* What is being asked
Here is the listing. Report each line in it that contains the string "StationId".

* Supplied material
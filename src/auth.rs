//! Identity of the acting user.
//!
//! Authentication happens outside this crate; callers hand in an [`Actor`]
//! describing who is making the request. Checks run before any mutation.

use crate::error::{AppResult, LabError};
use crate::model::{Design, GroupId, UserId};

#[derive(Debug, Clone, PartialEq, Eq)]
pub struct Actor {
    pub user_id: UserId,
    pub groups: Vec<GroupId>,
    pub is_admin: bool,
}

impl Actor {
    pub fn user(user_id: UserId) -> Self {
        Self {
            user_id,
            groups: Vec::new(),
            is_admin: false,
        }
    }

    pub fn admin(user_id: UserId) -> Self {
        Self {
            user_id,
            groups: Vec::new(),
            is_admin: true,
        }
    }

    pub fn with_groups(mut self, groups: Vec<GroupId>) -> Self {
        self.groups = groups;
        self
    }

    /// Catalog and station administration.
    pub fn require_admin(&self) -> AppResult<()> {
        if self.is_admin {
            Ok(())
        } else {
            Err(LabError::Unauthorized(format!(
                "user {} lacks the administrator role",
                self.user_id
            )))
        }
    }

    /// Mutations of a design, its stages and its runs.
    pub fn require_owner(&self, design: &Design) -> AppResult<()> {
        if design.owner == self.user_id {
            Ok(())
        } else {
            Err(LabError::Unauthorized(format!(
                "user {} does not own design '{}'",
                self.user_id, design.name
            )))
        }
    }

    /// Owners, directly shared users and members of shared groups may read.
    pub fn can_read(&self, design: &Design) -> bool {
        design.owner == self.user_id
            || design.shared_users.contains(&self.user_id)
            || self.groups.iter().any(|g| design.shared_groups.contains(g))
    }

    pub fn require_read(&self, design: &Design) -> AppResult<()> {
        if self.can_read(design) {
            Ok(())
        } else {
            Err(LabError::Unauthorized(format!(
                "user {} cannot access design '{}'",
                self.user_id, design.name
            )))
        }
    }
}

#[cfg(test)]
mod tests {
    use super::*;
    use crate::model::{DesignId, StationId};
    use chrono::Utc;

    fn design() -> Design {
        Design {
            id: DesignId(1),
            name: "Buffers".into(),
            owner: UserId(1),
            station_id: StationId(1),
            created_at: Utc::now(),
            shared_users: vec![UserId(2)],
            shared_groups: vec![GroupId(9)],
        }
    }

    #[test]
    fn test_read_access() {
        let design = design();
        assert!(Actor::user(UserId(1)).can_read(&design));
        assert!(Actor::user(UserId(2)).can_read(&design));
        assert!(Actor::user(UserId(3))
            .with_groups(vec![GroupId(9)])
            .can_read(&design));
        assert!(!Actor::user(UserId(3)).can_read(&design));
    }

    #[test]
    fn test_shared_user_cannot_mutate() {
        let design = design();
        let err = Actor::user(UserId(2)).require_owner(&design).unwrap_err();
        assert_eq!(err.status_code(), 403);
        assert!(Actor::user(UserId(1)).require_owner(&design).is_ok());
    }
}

* Expected answer
    use crate::model::{DesignId, StationId};
            station_id: StationId(1),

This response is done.